== What you are asked to do ==
Only one stretch of the listing below is wanted. Give it again exactly, from the line with "pub struct EnvironmentCredentialsProvider;" through the line with "let non_empty = |name: &str|".

== Information given ==
------------------------------
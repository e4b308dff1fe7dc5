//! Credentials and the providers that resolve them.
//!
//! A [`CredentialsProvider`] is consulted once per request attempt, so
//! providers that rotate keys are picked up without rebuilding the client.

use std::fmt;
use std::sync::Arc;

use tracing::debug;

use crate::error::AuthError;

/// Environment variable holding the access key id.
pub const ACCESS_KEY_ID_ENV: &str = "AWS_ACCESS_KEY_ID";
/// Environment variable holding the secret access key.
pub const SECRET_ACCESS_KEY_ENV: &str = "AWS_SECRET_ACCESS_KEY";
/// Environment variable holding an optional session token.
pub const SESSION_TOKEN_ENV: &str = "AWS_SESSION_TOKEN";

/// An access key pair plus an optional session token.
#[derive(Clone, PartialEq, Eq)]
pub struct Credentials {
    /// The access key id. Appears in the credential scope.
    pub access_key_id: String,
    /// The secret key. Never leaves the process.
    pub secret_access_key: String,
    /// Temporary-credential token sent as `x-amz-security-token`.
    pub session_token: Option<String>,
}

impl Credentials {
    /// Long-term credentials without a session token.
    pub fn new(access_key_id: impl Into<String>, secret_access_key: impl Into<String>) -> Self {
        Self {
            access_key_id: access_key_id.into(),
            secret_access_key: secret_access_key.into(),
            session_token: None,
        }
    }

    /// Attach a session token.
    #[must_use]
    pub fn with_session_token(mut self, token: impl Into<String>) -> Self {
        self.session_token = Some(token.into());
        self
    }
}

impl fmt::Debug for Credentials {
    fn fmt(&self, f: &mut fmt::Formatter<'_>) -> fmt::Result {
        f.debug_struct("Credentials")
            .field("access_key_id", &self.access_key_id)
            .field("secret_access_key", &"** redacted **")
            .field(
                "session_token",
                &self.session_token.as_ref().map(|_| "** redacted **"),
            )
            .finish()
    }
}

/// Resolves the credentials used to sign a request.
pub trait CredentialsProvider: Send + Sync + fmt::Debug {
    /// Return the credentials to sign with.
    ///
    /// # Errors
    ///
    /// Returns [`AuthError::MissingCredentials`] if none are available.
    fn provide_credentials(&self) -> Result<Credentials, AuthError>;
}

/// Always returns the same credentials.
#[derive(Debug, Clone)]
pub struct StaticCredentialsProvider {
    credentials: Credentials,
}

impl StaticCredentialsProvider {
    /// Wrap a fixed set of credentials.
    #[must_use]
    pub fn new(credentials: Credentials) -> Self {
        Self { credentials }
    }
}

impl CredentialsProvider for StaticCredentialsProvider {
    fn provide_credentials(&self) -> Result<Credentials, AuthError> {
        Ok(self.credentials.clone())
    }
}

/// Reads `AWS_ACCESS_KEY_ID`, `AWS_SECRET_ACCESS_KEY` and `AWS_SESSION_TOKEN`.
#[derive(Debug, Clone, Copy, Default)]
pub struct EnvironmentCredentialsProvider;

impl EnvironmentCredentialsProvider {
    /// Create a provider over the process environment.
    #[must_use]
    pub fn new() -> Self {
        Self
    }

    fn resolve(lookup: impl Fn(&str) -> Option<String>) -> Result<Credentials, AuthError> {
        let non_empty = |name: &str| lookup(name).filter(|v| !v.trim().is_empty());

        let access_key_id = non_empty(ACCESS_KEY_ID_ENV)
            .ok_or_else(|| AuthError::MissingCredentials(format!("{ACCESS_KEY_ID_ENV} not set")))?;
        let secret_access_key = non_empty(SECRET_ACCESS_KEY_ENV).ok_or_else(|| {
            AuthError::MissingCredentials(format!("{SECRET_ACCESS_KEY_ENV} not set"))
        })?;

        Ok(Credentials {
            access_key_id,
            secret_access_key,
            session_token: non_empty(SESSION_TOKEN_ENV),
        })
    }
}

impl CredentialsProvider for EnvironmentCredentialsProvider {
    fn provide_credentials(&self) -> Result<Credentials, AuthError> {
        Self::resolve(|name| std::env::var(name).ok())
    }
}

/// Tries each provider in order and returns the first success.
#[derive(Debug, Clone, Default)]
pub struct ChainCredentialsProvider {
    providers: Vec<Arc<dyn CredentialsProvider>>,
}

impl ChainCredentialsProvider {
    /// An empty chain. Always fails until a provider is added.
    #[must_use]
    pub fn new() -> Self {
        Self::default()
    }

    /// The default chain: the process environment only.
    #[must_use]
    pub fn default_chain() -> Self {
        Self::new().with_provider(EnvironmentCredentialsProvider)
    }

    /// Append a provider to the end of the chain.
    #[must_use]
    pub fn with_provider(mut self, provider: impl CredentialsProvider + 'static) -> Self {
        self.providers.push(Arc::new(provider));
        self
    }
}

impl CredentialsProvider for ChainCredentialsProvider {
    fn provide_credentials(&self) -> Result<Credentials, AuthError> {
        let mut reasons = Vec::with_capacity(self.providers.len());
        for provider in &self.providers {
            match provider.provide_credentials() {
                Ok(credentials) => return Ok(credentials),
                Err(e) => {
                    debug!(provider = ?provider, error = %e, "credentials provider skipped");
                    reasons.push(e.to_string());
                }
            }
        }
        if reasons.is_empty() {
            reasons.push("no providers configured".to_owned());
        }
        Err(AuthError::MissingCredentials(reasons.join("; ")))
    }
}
------------------------------
== Answer to the problem ==
pub struct EnvironmentCredentialsProvider;

impl EnvironmentCredentialsProvider {
    /// Create a provider over the process environment.
    #[must_use]
    pub fn new() -> Self {
        Self
    }

    fn resolve(lookup: impl Fn(&str) -> Option<String>) -> Result<Credentials, AuthError> {
        let non_empty = |name: &str| lookup(name).filter(|v| !v.trim().is_empty());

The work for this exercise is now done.